"lol :Man facepalming: :medium light skintone:" becomes the skintone applying to...

rlayton2 · on March 23, 2020

Agree. I think reversing in non-ascii should always be thought of as "per-token", where English is character-as-token. So the reverse of what you gave would be:

":medium light skintone: :Man facepalming: lol"

(with the lol reversed).
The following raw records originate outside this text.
//! Domain rules for the AIDY portfolio CMS.
//!
//! Everything in this crate is free of I/O: validation, normalization and
//! classification rules shared by the API server and the client.

pub mod category;
pub mod error;
pub mod media;
pub mod project;
pub mod types;
pub mod upload;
In this problem, it is a much harder problem than, say in python, mystring[::-1]. Therefore, it is a different problem "reverse a string" than to "reverse an array".

Accented characters would be kept as is in my scenario.

PeCaN · on March 23, 2020

The "tokens" you're thinking of are "grapheme clusters" in Unicode.

Unfortunately just reversing by grapheme clusters doesn't solve the problem because of directional formatting codes; if you have e.g. a right-to-left embedding followed by a pop directional formatting you can't naively reverse them.

naniwaduni · on March 23, 2020

Grapheme clusters are a poor approximation of the vaguely-defined linguistic-level concept you're groping for.

PeCaN · on March 23, 2020

Well, yes, but we gotta stop somewhere or just give up any hope of computers operating on text.

Although I think grapheme clusters are a pretty good approximation in that it's usually what you want to backspace in a word processor.

diegoperini · on March 23, 2020

Is there a better approximation?